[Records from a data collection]
▬▬▬▬▬▬

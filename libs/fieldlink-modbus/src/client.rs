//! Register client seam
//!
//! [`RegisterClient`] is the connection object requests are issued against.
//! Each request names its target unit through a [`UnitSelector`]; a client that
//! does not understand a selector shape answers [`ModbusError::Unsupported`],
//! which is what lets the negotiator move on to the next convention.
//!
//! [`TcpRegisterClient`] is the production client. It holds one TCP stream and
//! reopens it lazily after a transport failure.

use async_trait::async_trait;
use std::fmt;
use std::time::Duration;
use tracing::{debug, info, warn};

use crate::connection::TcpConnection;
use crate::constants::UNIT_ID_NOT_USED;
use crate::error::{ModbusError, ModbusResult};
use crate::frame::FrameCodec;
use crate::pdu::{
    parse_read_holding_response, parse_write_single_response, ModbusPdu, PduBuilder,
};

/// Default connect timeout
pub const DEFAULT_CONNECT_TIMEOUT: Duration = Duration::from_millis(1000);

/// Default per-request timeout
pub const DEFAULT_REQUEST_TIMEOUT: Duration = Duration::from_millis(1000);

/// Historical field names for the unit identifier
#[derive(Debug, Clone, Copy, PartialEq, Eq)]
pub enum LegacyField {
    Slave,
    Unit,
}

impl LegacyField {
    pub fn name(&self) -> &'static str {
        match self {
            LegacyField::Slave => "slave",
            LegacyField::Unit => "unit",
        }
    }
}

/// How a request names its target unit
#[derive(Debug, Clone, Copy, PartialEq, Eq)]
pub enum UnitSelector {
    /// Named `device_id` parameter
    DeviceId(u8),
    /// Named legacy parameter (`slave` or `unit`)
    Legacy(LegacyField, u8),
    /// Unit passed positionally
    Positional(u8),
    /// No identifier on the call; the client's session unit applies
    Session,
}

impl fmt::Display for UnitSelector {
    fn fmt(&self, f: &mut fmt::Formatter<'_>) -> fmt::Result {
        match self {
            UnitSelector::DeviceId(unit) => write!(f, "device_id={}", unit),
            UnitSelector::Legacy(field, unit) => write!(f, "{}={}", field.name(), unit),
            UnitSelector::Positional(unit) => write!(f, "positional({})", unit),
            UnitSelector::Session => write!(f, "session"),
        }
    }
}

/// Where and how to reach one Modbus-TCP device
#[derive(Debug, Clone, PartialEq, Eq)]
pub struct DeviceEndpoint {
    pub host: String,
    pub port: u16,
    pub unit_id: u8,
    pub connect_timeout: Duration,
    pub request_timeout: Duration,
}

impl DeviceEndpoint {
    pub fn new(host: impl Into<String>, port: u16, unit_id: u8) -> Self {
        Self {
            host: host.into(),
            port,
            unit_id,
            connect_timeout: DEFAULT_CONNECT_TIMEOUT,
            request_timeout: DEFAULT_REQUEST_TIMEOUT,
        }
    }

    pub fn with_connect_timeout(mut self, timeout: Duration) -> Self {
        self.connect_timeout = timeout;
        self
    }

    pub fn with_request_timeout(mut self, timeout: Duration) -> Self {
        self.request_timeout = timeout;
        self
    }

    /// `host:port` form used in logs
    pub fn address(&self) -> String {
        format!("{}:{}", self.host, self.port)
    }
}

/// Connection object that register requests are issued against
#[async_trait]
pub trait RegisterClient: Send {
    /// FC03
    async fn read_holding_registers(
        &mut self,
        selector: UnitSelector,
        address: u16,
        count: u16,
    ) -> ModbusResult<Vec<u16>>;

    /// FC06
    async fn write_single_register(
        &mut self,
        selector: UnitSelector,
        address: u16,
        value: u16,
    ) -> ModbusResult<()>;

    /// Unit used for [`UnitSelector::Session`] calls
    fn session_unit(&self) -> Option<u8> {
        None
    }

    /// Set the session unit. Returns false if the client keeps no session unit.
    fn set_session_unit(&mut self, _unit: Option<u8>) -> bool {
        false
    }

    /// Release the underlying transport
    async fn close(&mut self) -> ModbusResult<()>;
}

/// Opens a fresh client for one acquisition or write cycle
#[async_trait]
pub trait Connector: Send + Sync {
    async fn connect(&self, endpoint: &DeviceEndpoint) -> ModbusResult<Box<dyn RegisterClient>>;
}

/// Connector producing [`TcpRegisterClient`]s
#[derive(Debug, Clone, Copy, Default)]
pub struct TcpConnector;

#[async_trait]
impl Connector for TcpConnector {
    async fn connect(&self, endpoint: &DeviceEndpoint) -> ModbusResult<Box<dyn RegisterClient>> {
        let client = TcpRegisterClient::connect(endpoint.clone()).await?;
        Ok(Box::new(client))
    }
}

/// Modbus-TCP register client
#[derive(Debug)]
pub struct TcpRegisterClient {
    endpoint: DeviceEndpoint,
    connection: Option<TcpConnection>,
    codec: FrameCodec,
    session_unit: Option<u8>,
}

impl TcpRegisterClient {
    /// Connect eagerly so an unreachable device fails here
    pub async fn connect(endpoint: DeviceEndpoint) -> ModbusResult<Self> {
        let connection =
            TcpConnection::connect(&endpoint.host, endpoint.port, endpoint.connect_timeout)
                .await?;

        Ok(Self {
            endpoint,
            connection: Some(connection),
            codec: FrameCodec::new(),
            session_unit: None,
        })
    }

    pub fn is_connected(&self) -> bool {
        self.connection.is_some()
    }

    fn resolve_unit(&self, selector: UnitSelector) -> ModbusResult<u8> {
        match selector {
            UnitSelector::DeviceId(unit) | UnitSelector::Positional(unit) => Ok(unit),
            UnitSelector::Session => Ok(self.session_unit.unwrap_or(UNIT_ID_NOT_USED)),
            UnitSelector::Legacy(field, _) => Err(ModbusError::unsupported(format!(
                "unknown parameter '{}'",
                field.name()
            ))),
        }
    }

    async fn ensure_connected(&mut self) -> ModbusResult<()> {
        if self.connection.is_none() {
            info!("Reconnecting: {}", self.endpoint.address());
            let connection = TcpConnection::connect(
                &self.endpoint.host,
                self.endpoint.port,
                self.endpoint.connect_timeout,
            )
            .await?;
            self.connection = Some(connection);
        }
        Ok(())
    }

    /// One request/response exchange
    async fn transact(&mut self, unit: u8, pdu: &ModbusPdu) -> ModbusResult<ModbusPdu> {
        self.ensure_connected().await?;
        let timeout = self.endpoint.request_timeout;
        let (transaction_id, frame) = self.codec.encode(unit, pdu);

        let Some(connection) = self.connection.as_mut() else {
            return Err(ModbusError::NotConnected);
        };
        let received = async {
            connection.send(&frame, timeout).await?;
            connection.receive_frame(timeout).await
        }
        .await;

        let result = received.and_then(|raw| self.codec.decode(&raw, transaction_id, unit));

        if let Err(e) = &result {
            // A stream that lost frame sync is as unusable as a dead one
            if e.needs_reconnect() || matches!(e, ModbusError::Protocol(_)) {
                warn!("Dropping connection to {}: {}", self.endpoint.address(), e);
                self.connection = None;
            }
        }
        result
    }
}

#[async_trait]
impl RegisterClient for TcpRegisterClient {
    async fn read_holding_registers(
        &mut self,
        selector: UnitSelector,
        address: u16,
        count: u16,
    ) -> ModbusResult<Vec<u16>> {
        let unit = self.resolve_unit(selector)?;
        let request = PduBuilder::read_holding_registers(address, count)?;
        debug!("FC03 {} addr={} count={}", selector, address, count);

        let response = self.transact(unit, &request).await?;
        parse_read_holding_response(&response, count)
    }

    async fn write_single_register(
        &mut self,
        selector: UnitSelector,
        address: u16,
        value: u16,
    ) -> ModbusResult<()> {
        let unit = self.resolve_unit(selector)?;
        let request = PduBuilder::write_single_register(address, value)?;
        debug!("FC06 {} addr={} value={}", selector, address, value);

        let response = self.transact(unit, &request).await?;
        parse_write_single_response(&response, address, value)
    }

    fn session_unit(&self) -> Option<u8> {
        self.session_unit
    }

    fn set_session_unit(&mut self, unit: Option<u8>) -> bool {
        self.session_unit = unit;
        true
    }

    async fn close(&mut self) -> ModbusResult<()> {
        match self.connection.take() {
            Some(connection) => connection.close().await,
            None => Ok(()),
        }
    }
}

▬▬▬▬▬▬

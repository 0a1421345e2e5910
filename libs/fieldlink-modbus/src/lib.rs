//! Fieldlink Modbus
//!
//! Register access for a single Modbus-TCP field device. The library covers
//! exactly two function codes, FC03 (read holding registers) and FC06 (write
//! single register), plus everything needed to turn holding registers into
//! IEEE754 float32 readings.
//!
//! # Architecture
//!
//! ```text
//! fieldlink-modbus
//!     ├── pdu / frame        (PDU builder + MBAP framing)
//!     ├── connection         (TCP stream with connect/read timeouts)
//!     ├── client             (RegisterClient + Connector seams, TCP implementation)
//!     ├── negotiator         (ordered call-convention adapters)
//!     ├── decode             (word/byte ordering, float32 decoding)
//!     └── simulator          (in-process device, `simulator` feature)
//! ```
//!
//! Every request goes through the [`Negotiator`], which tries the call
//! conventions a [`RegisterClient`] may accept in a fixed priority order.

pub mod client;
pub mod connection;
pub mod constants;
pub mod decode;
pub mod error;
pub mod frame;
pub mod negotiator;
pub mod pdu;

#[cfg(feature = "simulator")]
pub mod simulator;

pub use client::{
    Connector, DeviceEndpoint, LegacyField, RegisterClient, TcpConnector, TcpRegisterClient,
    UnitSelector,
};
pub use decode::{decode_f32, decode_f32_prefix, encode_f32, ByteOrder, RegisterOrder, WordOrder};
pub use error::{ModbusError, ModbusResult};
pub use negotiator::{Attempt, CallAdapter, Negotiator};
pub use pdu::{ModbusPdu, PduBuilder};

▬▬▬▬▬▬

=== WHAT THE EXERCISE ASKS ===
Checking the data above line by line, please work out how many lines include "Option", and reply with the number only.

=== TASK OUTPUT ===
6